Records drawn from a dataset
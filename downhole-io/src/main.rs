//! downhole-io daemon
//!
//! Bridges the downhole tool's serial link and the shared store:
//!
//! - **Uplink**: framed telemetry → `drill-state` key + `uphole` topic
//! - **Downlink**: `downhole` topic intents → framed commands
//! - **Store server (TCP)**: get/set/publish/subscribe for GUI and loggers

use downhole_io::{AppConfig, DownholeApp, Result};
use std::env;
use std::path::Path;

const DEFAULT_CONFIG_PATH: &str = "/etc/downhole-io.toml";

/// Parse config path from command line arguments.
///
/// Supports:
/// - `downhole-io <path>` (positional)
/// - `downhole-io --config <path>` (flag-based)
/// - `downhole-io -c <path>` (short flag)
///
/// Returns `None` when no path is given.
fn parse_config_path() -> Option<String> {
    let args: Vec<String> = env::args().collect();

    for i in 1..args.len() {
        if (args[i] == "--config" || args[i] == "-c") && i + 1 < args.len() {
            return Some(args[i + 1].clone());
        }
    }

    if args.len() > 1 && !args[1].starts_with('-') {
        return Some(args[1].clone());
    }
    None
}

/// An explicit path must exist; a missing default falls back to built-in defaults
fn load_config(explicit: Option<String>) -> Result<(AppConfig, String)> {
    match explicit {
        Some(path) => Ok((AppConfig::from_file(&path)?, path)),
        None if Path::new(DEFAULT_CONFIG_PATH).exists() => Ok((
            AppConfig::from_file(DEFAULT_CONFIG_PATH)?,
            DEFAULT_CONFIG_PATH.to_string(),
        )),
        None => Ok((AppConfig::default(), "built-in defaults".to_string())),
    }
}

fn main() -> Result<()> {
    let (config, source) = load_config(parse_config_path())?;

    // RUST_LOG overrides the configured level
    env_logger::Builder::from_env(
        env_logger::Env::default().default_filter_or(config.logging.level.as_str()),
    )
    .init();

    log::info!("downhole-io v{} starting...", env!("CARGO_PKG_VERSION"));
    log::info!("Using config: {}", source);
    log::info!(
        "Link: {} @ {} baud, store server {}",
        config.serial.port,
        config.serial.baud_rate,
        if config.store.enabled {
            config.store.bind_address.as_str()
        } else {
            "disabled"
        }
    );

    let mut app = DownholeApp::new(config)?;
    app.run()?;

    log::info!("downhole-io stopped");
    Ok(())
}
* * *
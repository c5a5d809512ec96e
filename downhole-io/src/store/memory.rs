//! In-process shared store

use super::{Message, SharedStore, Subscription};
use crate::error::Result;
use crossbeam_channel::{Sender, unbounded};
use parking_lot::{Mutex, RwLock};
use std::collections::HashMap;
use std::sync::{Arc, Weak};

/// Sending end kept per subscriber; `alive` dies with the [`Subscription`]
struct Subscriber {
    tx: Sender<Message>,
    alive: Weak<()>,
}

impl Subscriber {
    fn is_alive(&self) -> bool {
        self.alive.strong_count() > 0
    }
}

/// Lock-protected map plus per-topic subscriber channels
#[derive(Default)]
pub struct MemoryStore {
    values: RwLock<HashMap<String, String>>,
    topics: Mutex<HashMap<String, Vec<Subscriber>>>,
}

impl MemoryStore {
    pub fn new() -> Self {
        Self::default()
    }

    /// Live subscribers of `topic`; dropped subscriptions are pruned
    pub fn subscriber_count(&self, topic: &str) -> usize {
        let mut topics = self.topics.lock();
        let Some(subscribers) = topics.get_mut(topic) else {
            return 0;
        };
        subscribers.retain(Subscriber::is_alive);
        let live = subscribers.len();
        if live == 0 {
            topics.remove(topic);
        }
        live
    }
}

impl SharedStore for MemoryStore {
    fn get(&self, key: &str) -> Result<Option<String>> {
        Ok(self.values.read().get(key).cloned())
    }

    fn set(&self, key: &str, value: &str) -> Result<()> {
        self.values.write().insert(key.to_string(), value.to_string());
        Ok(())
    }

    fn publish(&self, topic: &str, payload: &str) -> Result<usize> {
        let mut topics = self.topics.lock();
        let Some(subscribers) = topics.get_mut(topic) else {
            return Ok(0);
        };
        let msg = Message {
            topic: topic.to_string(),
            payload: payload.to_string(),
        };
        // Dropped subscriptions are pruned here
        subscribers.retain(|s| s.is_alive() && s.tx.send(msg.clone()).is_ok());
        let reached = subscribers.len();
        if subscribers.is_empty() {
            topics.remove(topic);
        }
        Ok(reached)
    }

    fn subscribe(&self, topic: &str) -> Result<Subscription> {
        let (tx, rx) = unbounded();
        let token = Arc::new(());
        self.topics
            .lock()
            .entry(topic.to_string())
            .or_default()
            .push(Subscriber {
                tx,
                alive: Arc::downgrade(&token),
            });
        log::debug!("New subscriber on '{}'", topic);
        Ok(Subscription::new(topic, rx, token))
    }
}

◆ Task objective: Looking at the entries above, count the lines that contain the string "defaults", then give the number and nothing else.

◆ Result of this task: 2